Let's go with what the classical theist says. Evil is not a reality, it is a privation of reality.

"Privation" might appear foreign, but let's use another example.

Take a straight piece of metal.
It just is straight. If you zoom into the piece of metal you see small holes and bigger holes. These holes are privations of the reality of the straightness of the piece of metal.

Now someone comes up with the ingenious "The holey piece of metal challenge".
He argues that the evidence of all the holes in the piece of metal can be used to argue against a straight piece metal. And he argues that the straight pieces on the piece of metal can be used just as well to argue against a holey piece of metal. This person is also working with our familiar, pretheoretical concepts of straight and holey, on which, for example, holes in a piece of metal are holey, and holes inflicted for no good justifying reason is a gratuitous holey piece of metal.
Ok great, now we see holes, does this all of a sudden mean the piece of metal is not straight? Of course not. The challenge misses the point, it is irrelevant. And it is precisely because the challenge does not recognize that holes are privations of a straight piece of metal.
Joshua Cordray said…
I cannot see why Prof Law's Evil God Challenge is even a challenge!

I quote Prof. Law:

"I am asking them to explain why belief in a good god is more reasonable than belief in an evil god, particularly given that the evil god seems to be ruled out on straightforward empirical grounds (i.e. so why isn't the good god, notwithstanding all the theodicies, args from miracles and religious experience, etc. all of which can be flipped)."

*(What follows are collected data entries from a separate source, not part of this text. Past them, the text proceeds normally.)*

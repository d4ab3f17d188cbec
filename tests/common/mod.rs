#![allow(dead_code)]

use std::sync::Arc;

use async_trait::async_trait;
use tokio::sync::Semaphore;

use article_cache::api::{ApiError, ArticleApi, ArticleEnvelope, ArticlesPage, MockArticleApi};
use article_cache::article::{Article, ArticleUpdate, NewArticle, Profile};

pub fn article(slug: &str, author: &str, tags: &[&str]) -> Article {
    Article::new(slug, slug, Profile::new(author)).with_tags(tags.iter().copied())
}

pub fn numbered(prefix: &str, count: usize, author: &str, tags: &[&str]) -> Vec<Article> {
    (0..count)
        .map(|i| article(&format!("{prefix}-{i}"), author, tags))
        .collect()
}

/// Wraps [`MockArticleApi`] so every request waits for a permit.
pub struct GatedApi {
    pub inner: Arc<MockArticleApi>,
    gate: Semaphore,
}

impl GatedApi {
    pub fn new(inner: MockArticleApi) -> Self {
        Self {
            inner: Arc::new(inner),
            gate: Semaphore::new(0),
        }
    }

    /// Lets `count` more requests through.
    pub fn release(&self, count: usize) {
        self.gate.add_permits(count);
    }

    async fn pass(&self) {
        if let Ok(permit) = self.gate.acquire().await {
            permit.forget();
        }
    }
}

#[async_trait]
impl ArticleApi for GatedApi {
    async fn feed(&self, page: u32, limit: u32) -> Result<ArticlesPage, ApiError> {
        self.pass().await;
        self.inner.feed(page, limit).await
    }

    async fn favorited_by(&self, user: &str, page: u32, limit: u32) -> Result<ArticlesPage, ApiError> {
        self.pass().await;
        self.inner.favorited_by(user, page, limit).await
    }

    async fn by_tag(&self, tag: &str, page: u32, limit: u32) -> Result<ArticlesPage, ApiError> {
        self.pass().await;
        self.inner.by_tag(tag, page, limit).await
    }

    async fn by_author(&self, author: &str, page: u32, limit: u32) -> Result<ArticlesPage, ApiError> {
        self.pass().await;
        self.inner.by_author(author, page, limit).await
    }

    async fn all(&self, page: u32, limit: u32) -> Result<ArticlesPage, ApiError> {
        self.pass().await;
        self.inner.all(page, limit).await
    }

    async fn get(&self, slug: &str) -> Result<ArticleEnvelope, ApiError> {
        self.pass().await;
        self.inner.get(slug).await
    }

    async fn favorite(&self, slug: &str) -> Result<(), ApiError> {
        self.pass().await;
        self.inner.favorite(slug).await
    }

    async fn unfavorite(&self, slug: &str) -> Result<(), ApiError> {
        self.pass().await;
        self.inner.unfavorite(slug).await
    }

    async fn create(&self, article: NewArticle) -> Result<ArticleEnvelope, ApiError> {
        self.pass().await;
        self.inner.create(article).await
    }

    async fn update(&self, update: ArticleUpdate) -> Result<ArticleEnvelope, ApiError> {
        self.pass().await;
        self.inner.update(update).await
    }

    async fn delete(&self, slug: &str) -> Result<(), ApiError> {
        self.pass().await;
        self.inner.delete(slug).await
    }
}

Now, totally apart from the simple throwing out of your hypothesis because even you do not believe it, I think it is possible to say it is more reasonable to believe a good God exists because this universe could not have been the product of an evil god but it could have been the product of a good God.

Why?

Read my entire response at

http://jcordray.wordpress.com/2011/11/15/the-evil-god-challenge-from-professor-stephen-law/

It is too long to post here!
Steven Carr said…
I think funnyatheists is claiming that if I hit him over the head with a straight piece of theological debating metal, the pain and suffering he would get would not be reality , just a sign that I am not doing him much good.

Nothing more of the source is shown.